Kve
What is KVE?⌗
South Korea is always actively insisting on the “platform sovereignty”. After a boom caused by Squid Game on Netflix, some Koreans thought that Netflix is not giving a fair share to Korean studios1 and complained why there is no local equivalent of Netflix which can attract users like what Squid Game did. Even an ISP sued Netflix2 citing that they are not paying enough for the traffic caused by Netflix services. Well, we don’t want to discuss on the Squid Game or why some of Google and Apple services are not available in Korea in this article, but that kind of mentality is prevalent in various places of Korean society.
As a security researcher, everyone should know CVE (Common Vulnerabilities and Exposures). MITRE Corporation maintains a nice public database of disclosed computer security flaws. It benefits many system administrators and security researchers by sharing the known vulnerability and helping them to fix those holes. Also, the software vendors also include CVE numbers for their security patches in order to announce what security problem they fixed. The CVE is used globally and the vulnerability database also contains region-specific products and their vulnerabilities too.

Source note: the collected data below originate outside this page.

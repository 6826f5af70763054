//! End-to-end tests over real Unix and TCP sockets.

use std::io::Write;
use std::time::Duration;

use serde_json::{Value, json};
use signal_bridge_rpc::{ClientConfig, ConnectionState, ContactRef, DaemonAddress, RpcClient};
use tempfile::{NamedTempFile, TempDir};
use tokio::io::{AsyncBufReadExt, AsyncRead, AsyncWrite, AsyncWriteExt, BufReader};
use tokio::net::{TcpListener, UnixListener};

/// Answer one request on `stream` and return it.
async fn serve_one<S>(stream: S, result: Value) -> Value
where
    S: AsyncRead + AsyncWrite + Unpin,
{
    let (reader, mut writer) = tokio::io::split(stream);
    let mut lines = BufReader::new(reader).lines();

    let line = lines.next_line().await.unwrap().unwrap();
    let request: Value = serde_json::from_str(&line).unwrap();

    let response = json!({"jsonrpc": "2.0", "id": request["id"], "result": result});
    writer
        .write_all(format!("{response}\n").as_bytes())
        .await
        .unwrap();
    writer.flush().await.unwrap();
    request
}

fn socket_in(dir: &TempDir) -> std::path::PathBuf {
    dir.path().join("signal-cli.sock")
}

#[tokio::test]
async fn test_unix_socket_send_message() {
    let dir = tempfile::tempdir().unwrap();
    let path = socket_in(&dir);
    let listener = UnixListener::bind(&path).unwrap();

    let client = RpcClient::new(DaemonAddress::unix(&path));
    let (connected, accepted) = tokio::join!(client.connect(), listener.accept());
    connected.unwrap();
    let (stream, _) = accepted.unwrap();

    let recipient = ContactRef::number("+15551234567");
    let (response, request) = tokio::join!(
        client.send_message(&recipient, "Hello!"),
        serve_one(stream, json!({"timestamp": 1_700_000_000_000_u64}))
    );

    assert_eq!(request["method"], "send");
    assert_eq!(
        request["params"],
        json!({"recipient": ["+15551234567"], "message": "Hello!"})
    );
    assert_eq!(
        response.unwrap().result,
        Some(json!({"timestamp": 1_700_000_000_000_u64}))
    );

    client.close().await;
}

#[tokio::test]
async fn test_tcp_list_identities() {
    let listener = TcpListener::bind("127.0.0.1:0").await.unwrap();
    let port = listener.local_addr().unwrap().port();

    let client = RpcClient::new(DaemonAddress::tcp("127.0.0.1", port));
    let (connected, accepted) = tokio::join!(client.connect(), listener.accept());
    connected.unwrap();
    let (stream, _) = accepted.unwrap();

    let identities = json!([{"number": "+15551234567", "trustLevel": "TRUSTED_VERIFIED"}]);
    let (response, request) =
        tokio::join!(client.list_identities(), serve_one(stream, identities.clone()));

    assert_eq!(request, json!({"jsonrpc": "2.0", "method": "listIdentities", "id": 1}));
    assert_eq!(response.unwrap().result, Some(identities));
}

#[tokio::test]
async fn test_reconnects_after_daemon_drops_connection() {
    let dir = tempfile::tempdir().unwrap();
    let path = socket_in(&dir);
    let listener = UnixListener::bind(&path).unwrap();

    let client = RpcClient::new(DaemonAddress::unix(&path));
    let (connected, accepted) = tokio::join!(client.connect(), listener.accept());
    connected.unwrap();
    drop(accepted.unwrap());

    // The client comes back on its own after the fixed delay.
    let (stream, _) = tokio::time::timeout(Duration::from_secs(5), listener.accept())
        .await
        .expect("client did not reconnect")
        .unwrap();

    for _ in 0..100 {
        if client.state() == ConnectionState::Connected {
            break;
        }
        tokio::time::sleep(Duration::from_millis(10)).await;
    }
    assert_eq!(client.state(), ConnectionState::Connected);

    let (response, request) =
        tokio::join!(client.version(), serve_one(stream, json!({"version": "0.x"})));
    assert_eq!(request["id"], 1);
    assert!(response.is_ok());

    client.close().await;
    assert_eq!(client.state(), ConnectionState::Closed);
}

#[tokio::test]
async fn test_client_from_config_file() {
    let dir = tempfile::tempdir().unwrap();
    let path = socket_in(&dir);
    let listener = UnixListener::bind(&path).unwrap();

    let mut file = NamedTempFile::new().unwrap();
    writeln!(
        file,
        "{}",
        json!({"address": path, "reconnectDelayMs": 50, "connectTimeoutMs": 1000})
    )
    .unwrap();

    let config = ClientConfig::load(file.path()).unwrap();
    assert_eq!(config.address(), DaemonAddress::unix(&path));

    let client = RpcClient::from_config(&config);
    let (connected, accepted) = tokio::join!(client.connect(), listener.accept());
    connected.unwrap();
    accepted.unwrap();
    assert_eq!(client.state(), ConnectionState::Connected);
}
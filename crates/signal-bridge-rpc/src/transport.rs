//! Newline-delimited transport codec for JSON-RPC messages.
//!
//! Every message is one compact JSON document terminated by `\n`:
//! ```text
//! {"jsonrpc":"2.0","method":"version","id":1}\n
//! {"jsonrpc":"2.0","id":1,"result":{"version":"0.13.4"}}\n
//! ```
//!
//! Decoding never fails on bad content. A line that is not JSON, or JSON that
//! is not a recognizable envelope, is surfaced as a distinct [`InboundFrame`]
//! so the reader can log and skip it without tearing the connection down.
//! Only I/O failures and oversized lines are fatal.

use bytes::{BufMut, BytesMut};
use std::io;
use tokio_util::codec::{Decoder, Encoder};
use tracing::debug;

use crate::protocol::{Message, Notification, Request, Response};

/// Maximum line length (16 MB)
pub const MAX_LINE_LENGTH: usize = 16 * 1024 * 1024;

/// One decoded line from the daemon.
#[derive(Debug, Clone)]
pub enum InboundFrame {
    Response(Response),
    Notification(Notification),
    /// The line was not valid UTF-8 JSON.
    Unparseable { line: String, reason: String },
    /// The line was JSON but not a JSON-RPC 2.0 response or notification.
    Unrecognized { line: String, reason: String },
}

impl InboundFrame {
    fn from_line(line: &[u8]) -> Self {
        let text = String::from_utf8_lossy(line);

        let value = match serde_json::from_slice::<serde_json::Value>(line) {
            Ok(value) => value,
            Err(e) => {
                return InboundFrame::Unparseable {
                    line: text.into_owned(),
                    reason: e.to_string(),
                };
            }
        };

        match Message::from_value(value) {
            Ok(Message::Response(response)) => InboundFrame::Response(response),
            Ok(Message::Notification(notification)) => InboundFrame::Notification(notification),
            Err(e) => InboundFrame::Unrecognized {
                line: text.into_owned(),
                reason: e.to_string(),
            },
        }
    }
}

/// Codec for newline-delimited JSON-RPC messages
#[derive(Debug, Default)]
pub struct JsonLineCodec {
    // Bytes of the buffer already scanned for a newline.
    next_index: usize,
}

impl JsonLineCodec {
    #[must_use]
    pub fn new() -> Self {
        Self::default()
    }
}

impl Decoder for JsonLineCodec {
    type Item = InboundFrame;
    type Error = CodecError;

    fn decode(&mut self, src: &mut BytesMut) -> Result<Option<Self::Item>, Self::Error> {
        loop {
            let Some(offset) = src[self.next_index..].iter().position(|b| *b == b'\n') else {
                if src.len() > MAX_LINE_LENGTH {
                    return Err(CodecError::LineTooLong(src.len()));
                }
                self.next_index = src.len();
                return Ok(None);
            };

            let newline = self.next_index + offset;
            self.next_index = 0;

            if newline > MAX_LINE_LENGTH {
                return Err(CodecError::LineTooLong(newline));
            }

            let frame = src.split_to(newline + 1);
            let mut line = &frame[..newline];
            if let [rest @ .., b'\r'] = line {
                line = rest;
            }

            if line.iter().all(u8::is_ascii_whitespace) {
                continue;
            }

            return Ok(Some(InboundFrame::from_line(line)));
        }
    }

    fn decode_eof(&mut self, src: &mut BytesMut) -> Result<Option<Self::Item>, Self::Error> {
        if let Some(frame) = self.decode(src)? {
            return Ok(Some(frame));
        }

        if !src.is_empty() {
            debug!("Discarding {} bytes of unterminated line at EOF", src.len());
            src.clear();
            self.next_index = 0;
        }

        Ok(None)
    }
}

impl Encoder<Request> for JsonLineCodec {
    type Error = CodecError;

    fn encode(&mut self, item: Request, dst: &mut BytesMut) -> Result<(), Self::Error> {
        // serde_json escapes control characters, so compact output never holds a raw newline
        let json = serde_json::to_vec(&item)?;

        if json.len() > MAX_LINE_LENGTH {
            return Err(CodecError::LineTooLong(json.len()));
        }

        dst.reserve(json.len() + 1);
        dst.put_slice(&json);
        dst.put_u8(b'\n');

        Ok(())
    }
}

/// Errors that can occur during codec operations
#[derive(Debug, thiserror::Error)]
pub enum CodecError {
    #[error("I/O error: {0}")]
    Io(#[from] io::Error),

    #[error("JSON error: {0}")]
    Json(#[from] serde_json::Error),

    #[error("Line too long: {0} bytes (max: {MAX_LINE_LENGTH})")]
    LineTooLong(usize),
}

#[cfg(test)]
mod tests {
    use super::*;
    use serde_json::json;

    fn decode_all(codec: &mut JsonLineCodec, buf: &mut BytesMut) -> Vec<InboundFrame> {
        let mut frames = Vec::new();
        while let Some(frame) = codec.decode(buf).unwrap() {
            frames.push(frame);
        }
        frames
    }

    #[test]
    fn test_encode_is_single_terminated_line() {
        let mut codec = JsonLineCodec::new();
        let mut buf = BytesMut::new();

        let request = Request::new("send", Some(json!({"message": "line1\nline2"})), 1);
        codec.encode(request, &mut buf).unwrap();

        assert_eq!(buf.last(), Some(&b'\n'));
        assert_eq!(
            buf.iter().filter(|b| **b == b'\n').count(),
            1,
            "embedded newlines must be escaped"
        );
        let parsed: serde_json::Value = serde_json::from_slice(&buf[..buf.len() - 1]).unwrap();
        assert_eq!(parsed["params"]["message"], "line1\nline2");
    }

    #[test]
    fn test_decode_response() {
        let mut codec = JsonLineCodec::new();
        let mut buf = BytesMut::from(&b"{\"jsonrpc\":\"2.0\",\"id\":1,\"result\":{\"version\":\"0.x\"}}\n"[..]);

        let frame = codec.decode(&mut buf).unwrap().unwrap();
        let InboundFrame::Response(resp) = frame else {
            panic!("Expected Response, got {frame:?}");
        };
        assert_eq!(resp.id, 1);
        assert_eq!(resp.result, Some(json!({"version": "0.x"})));
        assert!(buf.is_empty());
    }

    #[test]
    fn test_partial_line_waits_for_newline() {
        let mut codec = JsonLineCodec::new();
        let mut buf = BytesMut::new();

        buf.extend_from_slice(b"{\"jsonrpc\":\"2.0\",");
        assert!(codec.decode(&mut buf).unwrap().is_none());

        buf.extend_from_slice(b"\"id\":4,\"result\":null}");
        assert!(codec.decode(&mut buf).unwrap().is_none());

        buf.extend_from_slice(b"\n");
        let frame = codec.decode(&mut buf).unwrap().unwrap();
        assert!(matches!(frame, InboundFrame::Response(ref r) if r.id == 4));
    }

    #[test]
    fn test_multiple_lines_in_one_chunk() {
        let mut codec = JsonLineCodec::new();
        let mut buf = BytesMut::from(
            &b"{\"jsonrpc\":\"2.0\",\"id\":2,\"result\":1}\n{\"jsonrpc\":\"2.0\",\"id\":1,\"result\":2}\n{\"jsonrpc\":\"2.0\",\"id\":3"[..],
        );

        let frames = decode_all(&mut codec, &mut buf);
        let ids: Vec<u64> = frames
            .iter()
            .map(|f| match f {
                InboundFrame::Response(r) => r.id,
                other => panic!("Expected Response, got {other:?}"),
            })
            .collect();
        assert_eq!(ids, vec![2, 1]);
        assert_eq!(&buf[..], b"{\"jsonrpc\":\"2.0\",\"id\":3");
    }

    #[test]
    fn test_invalid_json_is_unparseable_not_error() {
        let mut codec = JsonLineCodec::new();
        let mut buf = BytesMut::from(&b"not valid json\n{\"jsonrpc\":\"2.0\",\"id\":1}\n"[..]);

        let frames = decode_all(&mut codec, &mut buf);
        assert_eq!(frames.len(), 2);
        assert!(
            matches!(&frames[0], InboundFrame::Unparseable { line, .. } if line == "not valid json")
        );
        assert!(matches!(&frames[1], InboundFrame::Response(r) if r.id == 1));
    }

    #[test]
    fn test_invalid_utf8_is_unparseable() {
        let mut codec = JsonLineCodec::new();
        let mut buf = BytesMut::from(&[0xff, 0xfe, 0x00, b'\n'][..]);

        let frame = codec.decode(&mut buf).unwrap().unwrap();
        assert!(matches!(frame, InboundFrame::Unparseable { .. }));
    }

    #[test]
    fn test_wrong_shape_is_unrecognized() {
        let mut codec = JsonLineCodec::new();
        let mut buf = BytesMut::from(&b"{\"hello\":\"world\"}\n[1,2,3]\n"[..]);

        let frames = decode_all(&mut codec, &mut buf);
        assert_eq!(frames.len(), 2);
        assert!(
            frames
                .iter()
                .all(|f| matches!(f, InboundFrame::Unrecognized { .. }))
        );
    }

    #[test]
    fn test_notification_frame() {
        let mut codec = JsonLineCodec::new();
        let mut buf = BytesMut::from(
            &b"{\"jsonrpc\":\"2.0\",\"method\":\"receive\",\"params\":{\"account\":\"+1555\"}}\n"[..],
        );

        let frame = codec.decode(&mut buf).unwrap().unwrap();
        assert!(matches!(frame, InboundFrame::Notification(ref n) if n.method == "receive"));
    }

    #[test]
    fn test_crlf_and_blank_lines() {
        let mut codec = JsonLineCodec::new();
        let mut buf = BytesMut::from(&b"\n\r\n  \n{\"jsonrpc\":\"2.0\",\"id\":8}\r\n"[..]);

        let frames = decode_all(&mut codec, &mut buf);
        assert_eq!(frames.len(), 1);
        assert!(matches!(&frames[0], InboundFrame::Response(r) if r.id == 8));
    }

    #[test]
    fn test_decode_eof_discards_partial_line() {
        let mut codec = JsonLineCodec::new();
        let mut buf = BytesMut::from(&b"{\"jsonrpc\":\"2.0\",\"id\":1,\"result\":1}"[..]);

        assert!(codec.decode_eof(&mut buf).unwrap().is_none());
        assert!(buf.is_empty());
    }

    #[test]
    fn test_decode_eof_still_yields_complete_lines() {
        let mut codec = JsonLineCodec::new();
        let mut buf = BytesMut::from(&b"{\"jsonrpc\":\"2.0\",\"id\":1}\ntrailing"[..]);

        assert!(codec.decode_eof(&mut buf).unwrap().is_some());
        assert!(codec.decode_eof(&mut buf).unwrap().is_none());
        assert!(buf.is_empty());
    }

    #[test]
    fn test_line_too_long() {
        let mut codec = JsonLineCodec::new();
        let mut buf = BytesMut::new();
        buf.resize(MAX_LINE_LENGTH + 1, b'a');

        let result = codec.decode(&mut buf);
        assert!(matches!(result, Err(CodecError::LineTooLong(_))));
    }

    #[test]
    fn test_codec_error_display() {
        let err = CodecError::LineTooLong(20_000_000);
        let msg = err.to_string();
        assert!(msg.contains("20000000"));
        assert!(msg.contains("too long"));

        let io_err = io::Error::new(io::ErrorKind::ConnectionReset, "connection reset");
        let err = CodecError::Io(io_err);
        assert!(err.to_string().contains("I/O error"));
        assert!(err.to_string().contains("connection reset"));
    }
}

Then here comes the “platform sovereignty” mind of Korean institution. Having a local equivalent of CVE could be beneficial for overcoming language barrier, since CVE is only available in English. Small-sized companies may cite the language problem as the reason of not-observing best practice and fixing their security vulnerabilities, which could be mitigated by publicly funded institution giving some CVE translation3. Now meet KVE, which is designed “local equivalent” of CVE.
We do not deny that a localized vulnerability device can help the local software vendors and users. However, the biggest difference between CVE and KVE is that the latter database is only available internally within KrCERT. If you search with the keyword such as “KVE vulnerability”, what you will get is mostly the notice in Korean and a line in changelog mentioning that the vulnerability had been fixed. Hmm, now what? Why there is no information of the vulnerability itself publicly available at all, even its abstract information such as severity, impact, type of vulnerability? Is it to covering the mistakes made by local (small) companies and not to ruin their reputation? We really don’t know and want to know why we can’t see the whole database, not the fragment.
Following examples are how the KVE ID is used:
- An IP camera company “disabled” ONVIF access due to the missing access control on ONVIF interface allowing anyone to see the stream4. Note that “disable the feature because we can’t secure that” mindset is quite prevalent among small Korean companies.
- An archiver software patched NSIS and TAR file handling, citing the KVE ID5. No one knows what is the exact problem.
- A web CMS software patched a security hole citing the KVE ID6. Details could only be guessed from the patch.
As a security researcher, we find that the non-public vulnerability database targetting the public produces make little or no sense at all. Security researchers waste time writing reports about duplicated vulnerabilities because they do not have access to the database. End-users and system administrators are unable to know what threat they are currently exposed because the information is kept secret, and have to rely on the mercy of software vendors. The KVE ID’s existence is only known to researchers through the KISA bug bounty program, which replies to the researcher’s mail with their useless database reference ID. We believe that opening up the KVE database will bring more positive effect in the future.